The results are in – Part 2

This is the second post in this series exploring the results in the latter part of the survey. This will focus on the results and then I will go a bit more in-depth with my analysis and recommendations in another post.

If you want to see the survey or fill it in click here:

One of the results posted in the last blog was that 100% of respondents believed that good images can have a positive impact on the sport. In this post I plan to break down how teams use and feel about photographers. While everyone thought good images could have a positive impact, not everyone thought photography was important for the sport. In the questions where I used a Likert scale, on a range of 1-10 I will take 8-10 to be important, 6-7 slightly important, 5 neutral and 4 or less as not important. Approximately 81% thought that photography was important, 3% slightly important, 10% neutral and the rest, 6% as unimportant.

The next two questions could have done with a bit of context and ideally relating to league members but the numbers give an idea of what I was aiming at.

68% of respondents said that their leagues used images in both web and print form, 26% just on the web and the remaining 6% didn’t know. This 6% could have individuals not affiliated with a league. I should have put that as an option. So while people mainly consumed images on social media it is important to have high quality files as well. Compressing and sharpening blurry images which look okay on screen won’t cut it in print.

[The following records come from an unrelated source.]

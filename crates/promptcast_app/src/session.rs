//! Builds a [`Host`] from the command line and drives it.
use std::sync::Arc;
use std::time::Duration;

use anyhow::{anyhow, bail, Context, Result};
use cast_logging::{cast_info, cast_warn};
use promptcast_core::{
    BroadcastOutcome, CollectionReport, Msg, Notice, PanelRowStatus, PromptTemplate,
};
use promptcast_engine::{
    AdapterRegistry, ClipboardSink, ConfigStore, DocumentConnector, FetchSettings, Host,
    HostSettings, HttpDocumentLoader, PanelConnector, RonConfigStore, SnapshotLoader,
};

use crate::cli::{Cli, PromptArgs};

pub struct Session {
    host: Host,
    store: Arc<RonConfigStore>,
}

impl Session {
    pub fn open(cli: &Cli, clipboard: Arc<dyn ClipboardSink>) -> Self {
        let settings = HostSettings {
            collect_deadline: Duration::from_millis(cli.deadline_ms),
            ..HostSettings::default()
        };
        let connector: Arc<dyn PanelConnector> = match &cli.snapshots {
            Some(dir) => Arc::new(DocumentConnector::new(
                SnapshotLoader::new(dir),
                AdapterRegistry::new(),
                settings,
            )),
            None => Arc::new(DocumentConnector::new(
                HttpDocumentLoader::new(FetchSettings::default()),
                AdapterRegistry::new(),
                settings,
            )),
        };
        let store = Arc::new(RonConfigStore::new(&cli.config));
        let mut host = Host::new(connector, clipboard, settings).with_store(store.clone());
        host.dispatch(Msg::LanguageChanged(cli.lang.clone()));
        Self { host, store }
    }

    pub fn store(&self) -> &RonConfigStore {
        &self.store
    }

    /// Reads the configuration and waits until every selected panel has
    /// loaded or failed.
    pub async fn start(&mut self) -> Result<()> {
        self.host.load_config();
        self.host.wait_for_panels().await;

        let view = self.host.view();
        let mut ready = 0;
        for row in &view.sources {
            match &row.status {
                PanelRowStatus::Ready => ready += 1,
                PanelRowStatus::Failed(reason) => {
                    cast_warn!("{} unavailable: {}", row.hostname, reason);
                    eprintln!("{}: {}", row.hostname, reason);
                }
                PanelRowStatus::Hidden | PanelRowStatus::Loading => {}
            }
        }
        if ready == 0 {
            bail!("no selected panel could be loaded");
        }
        cast_info!("{} panel(s) ready", ready);
        Ok(())
    }

    /// Injects the prompt and gives the panels `settle` to finish typing.
    pub async fn send(&mut self, args: &PromptArgs, settle: Duration) -> Result<usize> {
        let input = args.input();
        let attempted = match &args.template {
            Some(name) => {
                let template = self.find_template(name)?;
                self.host.dispatch(Msg::InputChanged(input));
                self.host.dispatch(Msg::TemplateActivated {
                    template_id: template.id,
                });
                self.attempted()
            }
            None => match self.host.broadcast(&input) {
                BroadcastOutcome::Sent { attempted } => attempted,
                BroadcastOutcome::NothingToSend => 0,
            },
        };
        if attempted == 0 {
            bail!("nothing was sent: empty prompt or no ready panel");
        }
        self.host.run_for(settle).await;
        Ok(attempted)
    }

    pub async fn collect(&mut self, host: Option<&str>) -> Result<CollectionReport> {
        let report = match host {
            Some(hostname) => {
                let source_id = self
                    .host
                    .state()
                    .sources()
                    .iter()
                    .find(|source| source.hostname().eq_ignore_ascii_case(hostname))
                    .map(|source| source.id.clone())
                    .ok_or_else(|| anyhow!("no configured source for {hostname}"))?;
                self.host.collect_one(&source_id).await
            }
            None => self.host.collect_all().await,
        };
        Ok(report)
    }

    pub fn composed(&self) -> &str {
        self.host.state().composed()
    }

    fn attempted(&self) -> usize {
        match self.host.state().notice() {
            Some(Notice::Broadcast(BroadcastOutcome::Sent { attempted })) => *attempted,
            _ => 0,
        }
    }

    fn find_template(&self, name: &str) -> Result<PromptTemplate> {
        let prompts = self
            .store
            .prompts()
            .context("reading prompt templates")?;
        prompts
            .into_iter()
            .find(|template| template.name.eq_ignore_ascii_case(name))
            .ok_or_else(|| anyhow!("no prompt template named {name:?}"))
    }
}
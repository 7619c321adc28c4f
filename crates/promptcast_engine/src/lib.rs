//! Promptcast engine: panel documents, site adapters, and the host runner
//! that executes core effects.
mod adapters;
mod agent;
mod clipboard;
mod decode;
mod document;
mod fetch;
mod host;
mod layout_watch;
mod loader;
mod persist;
mod store;
mod types;
mod waiter;

pub use adapters::{AdapterRegistry, InjectError, InjectOutcome, SiteAdapter, SiteProfile};
pub use agent::PanelAgent;
pub use clipboard::{ClipboardError, ClipboardSink, MemoryClipboard};
pub use decode::{decode_markup, DecodeError, DecodedMarkup};
pub use document::{
    query_all, rendered_text, ContentMode, DocumentAction, ElementLocator, FoundElement,
    MarkupDocument, PanelDocument,
};
pub use fetch::{FetchSettings, Fetcher, ReqwestFetcher};
pub use host::{
    DocumentConnector, Host, HostEvents, HostSettings, PanelConnector, PanelLink,
};
pub use layout_watch::{
    spawn_layout_watch, ActionMeasure, LayoutWatch, TextWidthMeasure, DEFAULT_DEBOUNCE,
};
pub use loader::{DocumentLoader, HttpDocumentLoader, SnapshotLoader};
pub use persist::{ensure_dir, AtomicFileWriter, PersistError};
pub use store::{
    forward_changes, ConfigStore, MemoryConfigStore, RonConfigStore, StoreError, CONFIG_FILENAME,
};
pub use types::{FailureKind, FetchError, FetchMetadata, FetchOutput, LoadError};
pub use waiter::{wait_for, wait_for_element, wait_for_enabled, WaitSettings};
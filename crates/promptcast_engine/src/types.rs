use std::fmt;
use std::path::PathBuf;
use std::time::Duration;

use crate::decode::DecodeError;

#[derive(Debug, Clone, PartialEq, Eq)]
pub struct FetchOutput {
    pub bytes: Vec<u8>,
    pub metadata: FetchMetadata,
}

#[derive(Debug, Clone, PartialEq, Eq)]
pub struct FetchMetadata {
    pub original_url: String,
    pub final_url: String,
    pub redirect_count: usize,
    pub content_type: Option<String>,
    pub byte_len: u64,
}

#[derive(Debug, Clone, PartialEq, Eq, thiserror::Error)]
#[error("{kind}: {message}")]
pub struct FetchError {
    pub kind: FailureKind,
    pub message: String,
}

impl FetchError {
    pub(crate) fn new(kind: FailureKind, message: impl Into<String>) -> Self {
        Self {
            kind,
            message: message.into(),
        }
    }
}

#[derive(Debug, Clone, PartialEq, Eq)]
pub enum FailureKind {
    InvalidUrl,
    HttpStatus(u16),
    Timeout,
    RedirectLimitExceeded,
    TooLarge { max_bytes: u64, actual: Option<u64> },
    UnsupportedContentType { content_type: String },
    Network,
}

impl fmt::Display for FailureKind {
    fn fmt(&self, f: &mut fmt::Formatter<'_>) -> fmt::Result {
        match self {
            FailureKind::InvalidUrl => write!(f, "invalid url"),
            FailureKind::HttpStatus(code) => write!(f, "http status {code}"),
            FailureKind::Timeout => write!(f, "timeout"),
            FailureKind::RedirectLimitExceeded => write!(f, "redirect limit exceeded"),
            FailureKind::TooLarge { max_bytes, actual } => {
                write!(f, "response too large (max {max_bytes}, actual {actual:?})")
            }
            FailureKind::UnsupportedContentType { content_type } => {
                write!(f, "unsupported content type {content_type}")
            }
            FailureKind::Network => write!(f, "network error"),
        }
    }
}

/// Why a panel could not be brought up.
#[derive(Debug, thiserror::Error)]
pub enum LoadError {
    #[error("fetch failed: {0}")]
    Fetch(#[from] FetchError),
    #[error(transparent)]
    Decode(#[from] DecodeError),
    #[error("snapshot {path:?} unreadable: {source}")]
    Snapshot {
        path: PathBuf,
        #[source]
        source: std::io::Error,
    },
    #[error("source url has no hostname")]
    NoHostname,
    #[error("load timed out after {0:?}")]
    Timeout(Duration),
}
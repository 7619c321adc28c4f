use std::fmt;
use std::time::Duration;

use crate::{CollectionReport, HostCommand, PanelSource, RequestId, SourceId};

/// Identifies one load attempt of a panel, so notifications from an
/// abandoned attempt can be told apart from the current one.
#[derive(Debug, Clone, Copy, PartialEq, Eq, Hash, PartialOrd, Ord)]
pub struct LoadId(u64);

impl LoadId {
    pub fn new(raw: u64) -> Self {
        Self(raw)
    }
}

impl fmt::Display for LoadId {
    fn fmt(&self, f: &mut fmt::Formatter<'_>) -> fmt::Result {
        write!(f, "load-{}", self.0)
    }
}

#[derive(Debug, Clone, PartialEq, Eq)]
pub enum Effect {
    /// Create the panel for a selected source. Its load notifications must
    /// carry `load`.
    LoadPanel { source: PanelSource, load: LoadId },
    /// Release the cached panel of a source.
    DropPanel { source_id: SourceId },
    /// Post a command into one panel.
    SendCommand {
        source_id: SourceId,
        command: HostCommand,
    },
    /// Post `DeadlineElapsed` after `after`.
    ScheduleDeadline {
        request_id: RequestId,
        after: Duration,
    },
    CopyToClipboard { text: String },
    /// Write the source list back to the configuration store.
    PersistSources { sources: Vec<PanelSource> },
    CollectionFinished { report: CollectionReport },
}
mod common;

use std::sync::Arc;
use std::time::Duration;

use promptcast_engine::{wait_for_element, wait_for_enabled, MarkupDocument};
use tokio::time::Instant;

fn render_later(document: &Arc<MarkupDocument>, after: Duration, markup: &str) {
    let document = document.clone();
    let markup = markup.to_string();
    tokio::spawn(async move {
        tokio::time::sleep(after).await;
        document.replace_markup(markup);
    });
}

#[tokio::test(start_paused = true)]
async fn present_element_resolves_without_waiting() {
    common::init_logging();
    let document = MarkupDocument::new(r#"<textarea id="prompt"></textarea>"#);
    let started = Instant::now();

    let found = wait_for_element(&document, "#prompt", Duration::from_secs(10)).await;

    assert_eq!(found.map(|f| f.tag), Some("textarea".to_string()));
    assert_eq!(started.elapsed(), Duration::ZERO);
}

#[tokio::test(start_paused = true)]
async fn element_rendered_later_resolves_on_that_mutation() {
    common::init_logging();
    let document = Arc::new(MarkupDocument::new("<main></main>"));
    render_later(&document, Duration::from_millis(300), "<main><p>noise</p></main>");
    render_later(
        &document,
        Duration::from_millis(700),
        r#"<main><textarea id="prompt"></textarea></main>"#,
    );
    let started = Instant::now();

    let found = wait_for_element(document.as_ref(), "#prompt", Duration::from_secs(10)).await;

    assert!(found.is_some());
    assert_eq!(started.elapsed(), Duration::from_millis(700));
}

#[tokio::test(start_paused = true)]
async fn absent_element_resolves_to_none_exactly_at_timeout() {
    common::init_logging();
    let document = Arc::new(MarkupDocument::new("<main></main>"));
    render_later(&document, Duration::from_millis(50), "<main><p>still nothing</p></main>");
    let started = Instant::now();

    let found = wait_for_element(document.as_ref(), "#prompt", Duration::from_millis(400)).await;

    assert!(found.is_none());
    assert_eq!(started.elapsed(), Duration::from_millis(400));
}

#[tokio::test(start_paused = true)]
async fn disabled_control_is_not_ready_until_enabled() {
    common::init_logging();
    let document = Arc::new(MarkupDocument::new("<button id=send disabled>Send</button>"));
    render_later(&document, Duration::from_secs(1), "<button id=send>Send</button>");
    let started = Instant::now();

    let found = wait_for_enabled(document.as_ref(), "#send", Duration::from_secs(5)).await;

    assert!(found.is_some_and(|f| f.enabled));
    assert_eq!(started.elapsed(), Duration::from_secs(1));
}

#[tokio::test(start_paused = true)]
async fn waiting_on_a_document_that_cannot_change_still_honours_the_timeout() {
    common::init_logging();
    let document = MarkupDocument::new("<main></main>");
    let started = Instant::now();

    let found = wait_for_element(&document, "#missing", Duration::from_millis(250)).await;

    assert!(found.is_none());
    assert_eq!(started.elapsed(), Duration::from_millis(250));
}
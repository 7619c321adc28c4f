use std::collections::BTreeMap;
use std::time::Duration;

use cast_logging::{cast_debug, cast_info, cast_warn};

use crate::collection::{Acceptance, FinishReason};
use crate::layout::menu_actions;
use crate::view_model::{
    AppViewModel, BroadcastOutcome, Notice, PanelRowStatus, PanelStatus, SourceRowView,
};
use crate::{
    append_to_composed, renumber, CollectedOutput, CollectionKind, CollectionReport, Effect,
    HostCommand, LoadId, PanelReply, PanelSource, PendingCollection, PromptTemplate, RequestId, SourceId,
};

pub const DEFAULT_COLLECT_DEADLINE: Duration = Duration::from_millis(1500);
pub const DEFAULT_LANGUAGE: &str = "English";

/// One cached panel: its status and the load attempt that owns it.
#[derive(Debug, Clone, Copy, PartialEq, Eq)]
struct PanelSlot {
    status: PanelStatus,
    load: LoadId,
}

/// Host-side orchestration state. Owned by one runner; no globals.
#[derive(Debug, Clone, PartialEq, Eq)]
pub struct AppState {
    /// Sorted by `order`; this is the selection order.
    sources: Vec<PanelSource>,
    prompts: Vec<PromptTemplate>,
    language: String,
    input: String,
    composed: String,
    /// Panel handle cache, keyed by source id.
    panels: BTreeMap<SourceId, PanelSlot>,
    next_load: u64,
    /// Sources whose panel failed to load, with the reason.
    failed: BTreeMap<SourceId, String>,
    collections: BTreeMap<RequestId, PendingCollection>,
    /// The collection each source currently answers to, per kind. A newer
    /// collection only supersedes an older one of the same kind.
    active_requests: BTreeMap<(SourceId, CollectionKind), RequestId>,
    next_request: u64,
    collect_deadline: Duration,
    notice: Option<Notice>,
    dirty: bool,
}

impl Default for AppState {
    fn default() -> Self {
        Self {
            sources: Vec::new(),
            prompts: Vec::new(),
            language: DEFAULT_LANGUAGE.to_string(),
            input: String::new(),
            composed: String::new(),
            panels: BTreeMap::new(),
            next_load: 1,
            failed: BTreeMap::new(),
            collections: BTreeMap::new(),
            active_requests: BTreeMap::new(),
            next_request: 1,
            collect_deadline: DEFAULT_COLLECT_DEADLINE,
            notice: None,
            dirty: false,
        }
    }
}
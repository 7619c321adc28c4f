//! Bounded waits for elements to show up in a panel document.
use std::time::Duration;

use tokio::time::{self, Instant};

use crate::document::{query_all, FoundElement, PanelDocument};

/// Timeouts used by adapters while driving a panel.
#[derive(Debug, Clone, Copy, PartialEq, Eq)]
pub struct WaitSettings {
    pub input_timeout: Duration,
    pub send_timeout: Duration,
    /// Pause between writing the prompt and looking for the send control,
    /// so the page's input handling sees the change first.
    pub settle_delay: Duration,
}

impl Default for WaitSettings {
    fn default() -> Self {
        Self {
            input_timeout: Duration::from_secs(10),
            send_timeout: Duration::from_secs(5),
            settle_delay: Duration::from_millis(100),
        }
    }
}

/// Resolves to the first element matching `selector` and `predicate`.
///
/// Checks immediately, then re-checks on every document mutation until
/// `timeout` elapses. Absence is `None`, never an error, and `None` is never
/// returned before the timeout.
pub async fn wait_for<P>(
    document: &dyn PanelDocument,
    selector: &str,
    predicate: P,
    timeout: Duration,
) -> Option<FoundElement>
where
    P: Fn(&FoundElement) -> bool,
{
    let deadline = Instant::now() + timeout;
    // Subscribe before the first check so no mutation slips between them.
    let mut mutations = document.mutations();
    loop {
        if let Some(found) = query_all(document, selector)
            .into_iter()
            .find(|element| predicate(element))
        {
            return Some(found);
        }
        tokio::select! {
            changed = mutations.changed() => {
                if changed.is_err() {
                    // The document can no longer change.
                    time::sleep_until(deadline).await;
                    return None;
                }
            }
            _ = time::sleep_until(deadline) => return None,
        }
    }
}

pub async fn wait_for_element(
    document: &dyn PanelDocument,
    selector: &str,
    timeout: Duration,
) -> Option<FoundElement> {
    wait_for(document, selector, |_| true, timeout).await
}

/// Like [`wait_for_element`], but disabled controls do not count.
pub async fn wait_for_enabled(
    document: &dyn PanelDocument,
    selector: &str,
    timeout: Duration,
) -> Option<FoundElement> {
    wait_for(document, selector, |element| element.enabled, timeout).await
}
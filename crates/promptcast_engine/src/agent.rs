//! Panel-side command handling.
use std::sync::Arc;

use cast_logging::{cast_debug, cast_warn};
use promptcast_core::{HostCommand, PanelReply, SourceId};
use tokio::sync::mpsc;
use tokio_util::sync::CancellationToken;

use crate::adapters::{AdapterRegistry, SiteAdapter};
use crate::document::PanelDocument;
use crate::host::HostEvents;
use crate::waiter::WaitSettings;

/// Runs inside one panel: decodes commands, drives the adapter, replies.
#[derive(Clone)]
pub struct PanelAgent {
    hostname: String,
    adapter: SiteAdapter,
    document: Arc<dyn PanelDocument>,
    wait: WaitSettings,
}

impl PanelAgent {
    pub fn new(
        hostname: impl Into<String>,
        document: Arc<dyn PanelDocument>,
        registry: &AdapterRegistry,
        wait: WaitSettings,
    ) -> Self {
        let hostname = hostname.into();
        let adapter = registry.resolve(&hostname);
        Self {
            hostname,
            adapter,
            document,
            wait,
        }
    }

    pub fn adapter(&self) -> SiteAdapter {
        self.adapter
    }

    pub async fn handle(&self, command: HostCommand) -> Option<PanelReply> {
        match command {
            HostCommand::InjectPrompt { prompt } => {
                if let Err(err) = self
                    .adapter
                    .inject(self.document.as_ref(), &prompt, &self.wait)
                    .await
                {
                    cast_warn!("{}: {}", self.hostname, err);
                }
                None
            }
            HostCommand::GetLastOutput { request_id } => {
                let output = self.adapter.extract(self.document.as_ref());
                Some(PanelReply::last_output(
                    self.hostname.clone(),
                    Some(output),
                    request_id,
                ))
            }
        }
    }

    /// Handles one serialized command and returns the serialized reply.
    pub async fn handle_wire(&self, raw: &str) -> Option<String> {
        let command = match HostCommand::from_wire(raw) {
            Ok(command) => command,
            Err(err) => {
                cast_warn!("{}: ignoring command: {}", self.hostname, err);
                return None;
            }
        };
        let reply = self.handle(command).await?;
        match reply.to_wire() {
            Ok(raw) => Some(raw),
            Err(err) => {
                cast_warn!("{}: cannot encode reply: {}", self.hostname, err);
                None
            }
        }
    }

    /// Serves commands until the host drops the panel.
    ///
    /// Commands are handled concurrently, as in a page where a slow
    /// injection must not hold up an extraction.
    pub async fn run(
        self,
        source_id: SourceId,
        mut commands: mpsc::UnboundedReceiver<String>,
        events: HostEvents,
        cancel: CancellationToken,
    ) {
        loop {
            let raw = tokio::select! {
                _ = cancel.cancelled() => break,
                next = commands.recv() => match next {
                    Some(raw) => raw,
                    None => break,
                },
            };
            let agent = self.clone();
            let source_id = source_id.clone();
            let events = events.clone();
            let cancel = cancel.clone();
            tokio::spawn(async move {
                let reply = tokio::select! {
                    _ = cancel.cancelled() => None,
                    reply = agent.handle_wire(&raw) => reply,
                };
                if let Some(reply) = reply {
                    events.post_reply(&source_id, &reply);
                }
            });
        }
        cast_debug!("{}: panel closed", self.hostname);
    }
}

The next question asked if respondents felt that images were important to their league. Only 65% felt they were important, 16% slightly important, 12% neutral and 7% not important. People generally agreed that images were important, but it seems that they found it harder to see the relevance to their own team/league than the sport as a whole. This could be due to the lack of media outlets locally that use images or the number of documents leagues put out has declined. I have certainly seen a shift in the type and production values of documents put out by some teams, partly due to financial pressure in this current economic climate.

83% felt that images should cover the whole day/event while 17% preferred just the sporting element, the action on track.

The next question regarded quality of images. 77% thought images should be of high quality, 6% felt it was slightly important, 9% neutral with 8% not bothered. Again ‘quality’ is a very subjective term. When looking at the final question, should leagues pay to uses images where, 26% yes, 26% no, 18% don’t know and 30% other (comments will be summarised in another blog post) it would be interesting to investigate why just over a quarter said no. I used the word ‘should’ instead of ‘could’ as I know most leagues are strapped for cash and many would like to but cannot afford to. If people see it as a service that ‘should’ be supplied for ‘free’ it will have a detrimental impact on photography moving forward. One of my questions for Derby is where does the money go. Something I am keen to explore as certain areas seem to be accepted as a money making entities and others frowned upon (direct, indirect sponsorship etc…). Anyway that’s for another post.

65% of people affiliated with a league said that they had a regular photographer, 26% didn’t, and the rest didn’t know. This led on to how important it was for leagues to have a good working relationship with photographers. 79% felt it was important, 4% slightly important, 12% neutral with 5% feeling it wasn’t important.

The final three questions for this post are interesting. Does your league have a waiver, should photographers sign a waiver and should they have their own insurance. For the first two questions the results were similar, as would be expected. Those that know my view on waivers will know why I find this interesting.

Does your league have a waiver, 46% yes, 18% no and 36% don’t know. Similarly, should photographers be made to sign a waiver came in at 50% yes, 18% no with 32% on don’t know. Should photographers have their own insurance, 16% yes, 2% no, 64% it’s up to them and 18% on don’t know. It does make me think if people know what’s in their waivers, what it protects them against (which the law doesn’t already) and why insurance isn’t important. I’ve read many waivers which seem to try and protect leagues against photographers pursuing damages through loss of gear but don’t seem overly concerned at all about what happens if a skater comes of track and hits a photographer. Yes, a few bruises on both parties, and while it’s unlikely to break, a lens is after all made of glass and is pointing towards the track.  I’ll not get on to un-sand-bagged lighting stands with hot strobes attached and other gear left trackside/in the ref’s lane, which I frequently see. I just feel waivers put out by leagues approach issues from the wrong direction whilst the sport is still amateur. And while I say it’s unlikely, I do mean that. In all the years I’ve been shooting I’ve only been hit once, and that was only a slight tap and I probably could have moved, but I’m lazy.

Well, that’s it for part two I will be analysing the survey and coming up with recommendations in the next.